Comparison and Decision Guide

Factor InfluxDB TimescaleDB Prometheus
Query language Flux (custom) SQL PromQL
Write throughput Very high (500K/sec) High (100K/sec) Low (pull-based)
Cardinality limit Medium (millions) High (billions) Low (millions)
Long-term storage Native buckets Native + compression Needs Thanos/VictoriaMetrics
Joins/analytics Limited Full SQL No
Use case IoT, telemetry General time-series Service metrics
Operational complexity Medium Low (just PostgreSQL) Low

The comparison above shows that no single tool is best across all dimensions. Use the decision guide below to match your specific requirements to the right choice, keeping in mind that many production setups combine two of these tools — typically Prometheus for short-term alerting and TimescaleDB or InfluxDB for long-term trend analysis.

Choose InfluxDB when:
  - IoT data at high velocity (100K+ writes/sec)
  - Need built-in downsampling and retention policies
  - Time-series is your only data model

Choose TimescaleDB when:
  - Already using PostgreSQL (zero new infrastructure)
  - Need SQL joins (time-series + relational data together)
  - Want compression + retention + SQL in one system
  - Application data and metrics in same database

Choose Prometheus when:
  - Monitoring and alerting is the primary use case
  - Service metrics (latency, error rate, saturation)
  - Grafana dashboards
  - Already in Kubernetes ecosystem
  - Short retention (15-30 days) is acceptable

Common architecture:
  Prometheus (short-term metrics) + Thanos (long-term storage)
  OR
  Prometheus (alerting/dashboards) + TimescaleDB (long-term analytics)

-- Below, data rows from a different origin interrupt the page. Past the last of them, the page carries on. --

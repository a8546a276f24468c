//! PostgreSQL-backed `TripRepository` implementation using Diesel ORM.

use async_trait::async_trait;
use diesel::prelude::*;
use diesel_async::RunQueryDsl;

use crate::domain::ports::{TripRepository, TripRepositoryError};
use crate::domain::{ClientId, ClientTrip, RegistrationDate, Trip, TripCountry, TripId};

use super::diesel_error_mapping::{map_basic_diesel_error, map_basic_pool_error};
use super::models::{TripRow, decode_optional_date};
use super::pool::{DbPool, PoolError};
use super::schema::{client_trip, country, country_trip, trip};

/// Diesel-backed implementation of the trip repository port.
#[derive(Clone)]
pub struct DieselTripRepository {
    pool: DbPool,
}

impl DieselTripRepository {
    /// Create a new repository with the given connection pool.
    pub fn new(pool: DbPool) -> Self {
        Self { pool }
    }
}

fn map_pool_error(error: PoolError) -> TripRepositoryError {
    map_basic_pool_error(error, TripRepositoryError::connection)
}

fn map_diesel_error(error: diesel::result::Error) -> TripRepositoryError {
    map_basic_diesel_error(
        error,
        TripRepositoryError::query,
        TripRepositoryError::connection,
    )
}

fn row_to_client_trip(
    (row, registered_at, payment_date): (TripRow, i32, Option<i32>),
) -> Result<ClientTrip, TripRepositoryError> {
    let trip_id = row.id_trip;
    let invalid =
        |err| TripRepositoryError::query(format!("invalid registration date on trip {trip_id}: {err}"));
    Ok(ClientTrip {
        trip: Trip::from(row),
        registered_at: RegistrationDate::try_from_encoded(registered_at).map_err(invalid)?,
        payment_date: decode_optional_date(payment_date).map_err(invalid)?,
    })
}

#[async_trait]
impl TripRepository for DieselTripRepository {
    async fn exists(&self, id: TripId) -> Result<bool, TripRepositoryError> {
        let mut conn = self.pool.get().await.map_err(map_pool_error)?;
        diesel::select(diesel::dsl::exists(
            trip::table.filter(trip::id_trip.eq(id.get())),
        ))
        .get_result(&mut conn)
        .await
        .map_err(map_diesel_error)
    }

    async fn list_with_countries(&self) -> Result<Vec<TripCountry>, TripRepositoryError> {
        let mut conn = self.pool.get().await.map_err(map_pool_error)?;
        let rows: Vec<(TripRow, String)> = trip::table
            .inner_join(country_trip::table.inner_join(country::table))
            .select((TripRow::as_select(), country::name))
            .order_by((
                trip::date_from.desc(),
                trip::id_trip.asc(),
                country::name.asc(),
            ))
            .load(&mut conn)
            .await
            .map_err(map_diesel_error)?;

        Ok(rows
            .into_iter()
            .map(|(row, country)| TripCountry {
                trip: Trip::from(row),
                country,
            })
            .collect())
    }

    async fn list_for_client(
        &self,
        client_id: ClientId,
    ) -> Result<Vec<ClientTrip>, TripRepositoryError> {
        let mut conn = self.pool.get().await.map_err(map_pool_error)?;
        let rows: Vec<(TripRow, i32, Option<i32>)> = client_trip::table
            .inner_join(trip::table)
            .filter(client_trip::id_client.eq(client_id.get()))
            .select((
                TripRow::as_select(),
                client_trip::registered_at,
                client_trip::payment_date,
            ))
            .order_by((trip::date_from.desc(), trip::id_trip.asc()))
            .load(&mut conn)
            .await
            .map_err(map_diesel_error)?;

        rows.into_iter().map(row_to_client_trip).collect()
    }
}
//! Builds the HTTP state from the Diesel-backed repositories.

use std::sync::Arc;

use actix_web::web;
use mockable::DefaultClock;

use booking::inbound::http::state::HttpState;
use booking::outbound::persistence::{
    DbPool, DieselClientRepository, DieselRegistrationRepository, DieselTripRepository,
};

/// Wire every service over repositories sharing `pool`.
pub(super) fn build_http_state(pool: &DbPool) -> web::Data<HttpState> {
    web::Data::new(HttpState::from_repositories(
        Arc::new(DieselClientRepository::new(pool.clone())),
        Arc::new(DieselTripRepository::new(pool.clone())),
        Arc::new(DieselRegistrationRepository::new(pool.clone())),
        Arc::new(DefaultClock),
    ))
}
//! OpenAPI documentation configuration.
//!
//! [`ApiDoc`] registers every booking endpoint together with the request and
//! response bodies they exchange. Domain errors are described through the
//! wrapper schemas in [`crate::inbound::http::schemas`] so the domain stays
//! free of utoipa derives.
//!
//! The document backs Swagger UI in debug builds and is printed by the
//! `openapi-dump` binary.

use crate::inbound::http::clients::{
    AcknowledgementBody, ClientResponseBody, ClientTripResponseBody, CreateClientRequestBody,
};
use crate::inbound::http::schemas::{ErrorCodeSchema, ErrorSchema};
use crate::inbound::http::trips::TripResponseBody;
use utoipa::OpenApi;

/// OpenAPI document for the booking REST API.
#[derive(OpenApi)]
#[openapi(
    info(
        title = "Trip booking API",
        description = "Clients, trips with their countries, and capacity-checked registrations."
    ),
    servers(
        (url = "/", description = "Relative to the deployment base URL")
    ),
    paths(
        crate::inbound::http::clients::create_client,
        crate::inbound::http::clients::list_client_trips,
        crate::inbound::http::clients::register_for_trip,
        crate::inbound::http::clients::cancel_registration,
        crate::inbound::http::trips::list_trips,
        crate::inbound::http::health::ready,
        crate::inbound::http::health::live,
    ),
    components(schemas(
        CreateClientRequestBody,
        ClientResponseBody,
        ClientTripResponseBody,
        AcknowledgementBody,
        TripResponseBody,
        ErrorSchema,
        ErrorCodeSchema
    )),
    tags(
        (name = "clients", description = "Client creation and client trip listings"),
        (name = "registrations", description = "Registering for and cancelling trips"),
        (name = "trips", description = "Trip catalogue"),
        (name = "health", description = "Endpoints for health checks")
    )
)]
pub struct ApiDoc;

TimescaleDB is the pragmatic choice for most teams: if you already have PostgreSQL, it's zero additional infrastructure, the SQL compatibility means no new query language to learn, and the performance improvements over vanilla PostgreSQL are substantial. For high-velocity IoT data or when you need a purpose-built TSDB, InfluxDB shines. For monitoring and alerting in a Kubernetes environment, Prometheus is the de facto standard.